Negli ultimi giorni il delitto di Garlasco torna al centro dell’attenzione con una svolta che il tempo sembrava aver assopito: l’impronta sulla gamba di Chiara Poggi, fino a ieri attribuita a un tacco, potrebbe essere compatibile con il piedino di una stampella dotata di pallini antiscivolo. A riaccendere il caso è stato il medico legale Pasquale Mario Bacco, intervistato dal settimanale Giallo, che ha proposto una nuova interpretazione del segno fotografato sulla coscia della giovane vittima  . Quell’orma geometrica, composta da tre punte distinte, secondo Bacco non può essere stata prodotta da una calzatura: «non si tratta di un tacco o di una punta di scarpa, ma di qualcosa di diverso», ha dichiarato, sostenendo che si tratti del marchio lasciato da una stampella con pallini antiscivolo .

L’interesse non nasce ex novo: già nell’agosto del 2007, pochi giorni dopo l’assassinio, il quotidiano l’Unità aveva suggerito la medesima ipotesi, rilevando come le forze dell’ordine non avessero escluso che l’arma del delitto potesse essere un ausilio come una stampella  . A distanza di quasi vent’anni, questa traccia, rimasta oscura, ora riemerge con rinnovata forza scientifica e forense.

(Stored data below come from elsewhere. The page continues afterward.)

// ============================================================================
// EngineInner
// ============================================================================

/// State shared between the engine handle and its driver task.
struct EngineInner {
    session: Mutex<Session>,
    sound_gate: Mutex<()>,
    durations: PhaseDurations,
    config: Arc<dyn ConfigPort>,
    sound: Arc<dyn SoundPort>,
    events: Option<mpsc::UnboundedSender<TimerEvent>>,
    counters: DriverCounters,
}

impl EngineInner {
    fn lock(&self) -> MutexGuard<'_, Session> {
        self.session.lock().unwrap_or_else(PoisonError::into_inner)
    }

    fn duration_of(&self, phase: Phase) -> u32 {
        self.durations.for_phase(phase).max(1)
    }

    /// Plays the noise configured for `phase` if `phase` is running.
    ///
    /// Stops the current noise first. Playback failures are logged; the phase
    /// runs silently.
    fn play_if_running(&self, phase: Phase) -> bool {
        let _gate = self.sound_gate.lock().unwrap_or_else(PoisonError::into_inner);
        if self.lock().state.phase() != Some(phase) {
            return false;
        }

        let key = self.config.noise_for(phase);
        let volume = self.config.volume();
        self.sound.stop();
        if let Err(e) = self.sound.play(&key, volume) {
            warn!(
                "Failed to play {} noise '{}': {} ({})",
                phase.noise_slot(),
                key,
                e,
                e.suggestion()
            );
        }
        true
    }

    fn emit(&self, event: TimerEvent) {
        if let Some(tx) = &self.events {
            if tx.send(event).is_err() {
                debug!("No timer event receiver for {:?}", event);
            }
        }
    }

    /// Advances the session by one driver wake.
    fn tick(&self, now: Instant) -> Tick {
        let mut session = self.lock();
        let (phase, end) = match (session.state.phase(), session.phase_end) {
            (Some(phase), Some(end)) => (phase, end),
            _ => return Tick::Exit,
        };

        if end > now {
            session.remaining_seconds = remaining_until(end, now);
            return Tick::Continue;
        }

        let next = phase.next();
        let duration = self.duration_of(next);
        session.state = next.into();
        session.remaining_seconds = duration;
        session.phase_end = Some(now + Duration::from_secs(u64::from(duration)));
        Tick::Boundary {
            from: phase,
            to: next,
        }
    }
}

/// Clock driver loop.
///
/// Wakes every [`TICK_INTERVAL`] from `first_wake` on, exits on cancellation
/// or when the session is no longer running. The schedule is fixed when the
/// run is spawned, not when the task is first polled, so a wake that is
/// already due fires on the first poll.
async fn drive(inner: Arc<EngineInner>, cancel: CancellationToken, first_wake: Instant) {
    let live = inner.counters.live.fetch_add(1, Ordering::SeqCst) + 1;
    inner.counters.peak_live.fetch_max(live, Ordering::SeqCst);
    debug!("Clock driver started");

    let mut ticker = interval_at(first_wake, TICK_INTERVAL);
    ticker.set_missed_tick_behavior(MissedTickBehavior::Skip);

    loop {
        tokio::select! {
            biased;
            _ = cancel.cancelled() => break,
            _ = ticker.tick() => {}
        }

        match inner.tick(Instant::now()) {
            Tick::Continue => {}
            Tick::Boundary { from, to } => {
                info!("Phase boundary: {} -> {}", from.as_str(), to.as_str());
                if !inner.play_if_running(to) {
                    debug!("Skipping {} noise, phase already left", to.as_str());
                }
                inner.emit(TimerEvent::PhaseChanged { from, to });
            }
            Tick::Exit => break,
        }
    }

    inner.counters.live.fetch_sub(1, Ordering::SeqCst);
    debug!("Clock driver stopped");
}

// ============================================================================
// TimerEngine
// ============================================================================

/// Timer engine that owns the focus session and its clock driver.
///
/// All operations take `&self` and may be called from any task. Operations
/// that do not apply to the current state are no-ops and return `false`.
pub struct TimerEngine {
    inner: Arc<EngineInner>,
    driver: tokio::sync::Mutex<Option<DriverRun>>,
}

impl TimerEngine {
    /// Creates a stopped engine.
    ///
    /// Phase durations are read from `config` once, here. Noise selection
    /// and volume are read each time a phase sound is triggered.
    pub fn new(config: Arc<dyn ConfigPort>, sound: Arc<dyn SoundPort>) -> Self {
        Self::build(config, sound, None)
    }

    /// Creates a stopped engine that reports transitions on `events`.
    pub fn with_events(
        config: Arc<dyn ConfigPort>,
        sound: Arc<dyn SoundPort>,
        events: mpsc::UnboundedSender<TimerEvent>,
    ) -> Self {
        Self::build(config, sound, Some(events))
    }

    fn build(
        config: Arc<dyn ConfigPort>,
        sound: Arc<dyn SoundPort>,
        events: Option<mpsc::UnboundedSender<TimerEvent>>,
    ) -> Self {
        let durations = config.durations();
        Self {
            inner: Arc::new(EngineInner {
                session: Mutex::new(Session::new(durations)),
                sound_gate: Mutex::new(()),
                durations,
                config,
                sound,
                events,
                counters: DriverCounters::default(),
            }),
            driver: tokio::sync::Mutex::new(None),
        }
    }

    // ------------------------------------------------------------------------
    // Control operations
    // ------------------------------------------------------------------------

    /// Starts from Stopped or resumes from Paused.
    pub async fn start(&self) -> bool {
        let mut driver = self.driver.lock().await;
        self.start_locked(&mut driver).await.is_some()
    }

    /// Pauses a running phase and waits for the driver to exit.
    pub async fn pause(&self) -> bool {
        let mut driver = self.driver.lock().await;
        self.pause_locked(&mut driver).await.is_some()
    }

    /// Pauses if running, otherwise starts.
    ///
    /// The decision is made under the driver slot, so concurrent toggles
    /// alternate. Returns the event describing what happened.
    pub async fn toggle(&self) -> Option<TimerEvent> {
        let mut driver = self.driver.lock().await;
        if self.state().is_running() {
            self.pause_locked(&mut driver).await
        } else {
            self.start_locked(&mut driver).await
        }
    }

    /// Stops the timer and resets the countdown to the full work duration.
    ///
    /// Returns `false` if the timer was already stopped.
    pub async fn reset(&self) -> bool {
        let mut driver = self.driver.lock().await;
        let was = {
            let mut session = self.inner.lock();
            let was = session.state;
            session.state = TimerState::Stopped;
            session.resume_phase = Phase::Working;
            session.remaining_seconds = self.inner.durations.work_seconds;
            session.phase_end = None;
            was
        };

        self.join_driver(&mut driver).await;
        self.inner.sound.stop();

        if was == TimerState::Stopped {
            return false;
        }
        info!("Timer reset from {}", was.as_str());
        self.inner.emit(TimerEvent::Reset);
        true
    }

    /// Refills the resume phase to its full duration and pauses.
    ///
    /// No-op while stopped.
    pub async fn restart_and_pause(&self) -> bool {
        let mut driver = self.driver.lock().await;
        let resume_phase = {
            let mut session = self.inner.lock();
            if session.state == TimerState::Stopped {
                return false;
            }
            if let Some(phase) = session.state.phase() {
                session.resume_phase = phase;
            }
            session.state = TimerState::Paused;
            session.remaining_seconds = self.inner.duration_of(session.resume_phase);
            session.phase_end = None;
            session.resume_phase
        };

        self.join_driver(&mut driver).await;
        self.inner.sound.stop();

        info!("Timer restarted, paused into {}", resume_phase.as_str());
        self.inner.emit(TimerEvent::Restarted { resume_phase });
        true
    }

    /// Replays the current phase's noise if `phase` is the running phase.
    ///
    /// Called after the noise selection for `phase` changed.
    pub async fn refresh_sound(&self, phase: Phase) -> bool {
        let _driver = self.driver.lock().await;
        self.inner.play_if_running(phase)
    }

    /// Cancels the driver and silences playback, leaving the state as is.
    ///
    /// Used at process exit.
    pub async fn shutdown(&self) {
        let mut driver = self.driver.lock().await;
        self.join_driver(&mut driver).await;
        self.inner.sound.stop();
        debug!("Timer engine shut down");
    }

    async fn start_locked(&self, driver: &mut Option<DriverRun>) -> Option<TimerEvent> {
        let (phase, event) = {
            let mut session = self.inner.lock();
            let (phase, event) = match session.state {
                TimerState::Working | TimerState::OnBreak => return None,
                TimerState::Stopped => {
                    session.remaining_seconds = self.inner.durations.work_seconds;
                    (Phase::Working, TimerEvent::Started)
                }
                TimerState::Paused => {
                    let phase = session.resume_phase;
                    (phase, TimerEvent::Resumed { phase })
                }
            };
            session.state = phase.into();
            session.phase_end = Some(
                Instant::now() + Duration::from_secs(u64::from(session.remaining_seconds)),
            );
            (phase, event)
        };

        // Every control path joins its run, so this only reaps a run that
        // already finished on its own.
        self.join_driver(driver).await;

        self.inner.play_if_running(phase);
        *driver = Some(self.spawn_driver());

        info!("Timer running: {}", phase.as_str());
        self.inner.emit(event);
        Some(event)
    }

    async fn pause_locked(&self, driver: &mut Option<DriverRun>) -> Option<TimerEvent> {
        let (resume_phase, remaining_seconds) = {
            let mut session = self.inner.lock();
            let Some(phase) = session.state.phase() else {
                return None;
            };
            session.remaining_seconds = session.remaining_at(Instant::now());
            session.resume_phase = phase;
            session.state = TimerState::Paused;
            session.phase_end = None;
            (phase, session.remaining_seconds)
        };

        self.join_driver(driver).await;
        self.inner.sound.stop();

        info!(
            "Timer paused with {}s left in {}",
            remaining_seconds,
            resume_phase.as_str()
        );
        let event = TimerEvent::Paused {
            resume_phase,
            remaining_seconds,
        };
        self.inner.emit(event);
        Some(event)
    }

    fn spawn_driver(&self) -> DriverRun {
        let cancel = CancellationToken::new();
        let first_wake = Instant::now() + TICK_INTERVAL;
        let handle = tokio::spawn(drive(Arc::clone(&self.inner), cancel.clone(), first_wake));
        self.inner.counters.spawned.fetch_add(1, Ordering::SeqCst);
        DriverRun { cancel, handle }
    }

    /// Cancels the active run, if any, and waits until it has exited.
    async fn join_driver(&self, driver: &mut Option<DriverRun>) {
        let Some(run) = driver.take() else {
            return;
        };
        run.cancel.cancel();
        if let Err(e) = run.handle.await {
            warn!("Clock driver task failed: {}", e);
        }
        self.inner.counters.joined.fetch_add(1, Ordering::SeqCst);
    }

    // ------------------------------------------------------------------------
    // Read accessors
    // ------------------------------------------------------------------------

    /// Returns state, countdown and resume phase from one lock acquisition.
    pub fn snapshot(&self) -> TimerSnapshot {
        self.inner.lock().snapshot(Instant::now())
    }

    /// Returns the current state.
    pub fn state(&self) -> TimerState {
        self.inner.lock().state
    }

    /// Returns the seconds left in the current phase.
    pub fn remaining_seconds(&self) -> u32 {
        self.inner.lock().remaining_at(Instant::now())
    }

    /// Returns the phase a paused timer resumes into.
    pub fn resume_phase(&self) -> Phase {
        self.inner.lock().resume_phase
    }

    /// Returns the phase durations captured at construction.
    pub fn durations(&self) -> PhaseDurations {
        self.inner.durations
    }

    /// Returns driver lifecycle counters.
    pub fn driver_stats(&self) -> DriverStats {
        let c = &self.inner.counters;
        DriverStats {
            spawned: c.spawned.load(Ordering::SeqCst),
            joined: c.joined.load(Ordering::SeqCst),
            live: c.live.load(Ordering::SeqCst),
            peak_live: c.peak_live.load(Ordering::SeqCst),
        }
    }
}

impl Drop for TimerEngine {
    fn drop(&mut self) {
        if let Some(run) = self.driver.get_mut().take() {
            run.cancel.cancel();
        }
    }
}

È sufficiente che l’impronta sia davvero quella di una stampella perché si riaccendano i riflettori su Paola Cappa, cugina di Chiara che, proprio in quei giorni, si muoveva con una stampella a seguito di un infortunio al ginocchio  . Quel piccolo dettaglio, all’epoca accennato come un elemento tra i tanti, oggi acquisisce una portata nuova: se la stampella fosse davvero l’arma, la dinamica dell’omicidio cambia radicalmente, passando da uno scenario dominato da un unico assassino maschile a una presenza femminile sulla scena.

La pista della stampella è ancora un’ipotesi in divenire. I carabinieri del RIS di Parma hanno già avviato verifiche tridimensionali sulla scena e sulle distanze tra le tracce di sangue e le impronte, ma l’oggetto non è mai stato ritrovato. Se fosse possibile accertare che l’impronta appartiene davvero a quel tipo di ausilio, si aprirebbe la possibilità di una ricostruzione completamente differente del delitto, che coinvolgerebbe almeno tre persone nella villetta di Garlasco, contraddicendo in parte la versione del singolo responsabile soprannominato “il fidanzato”, condannato definitivamente.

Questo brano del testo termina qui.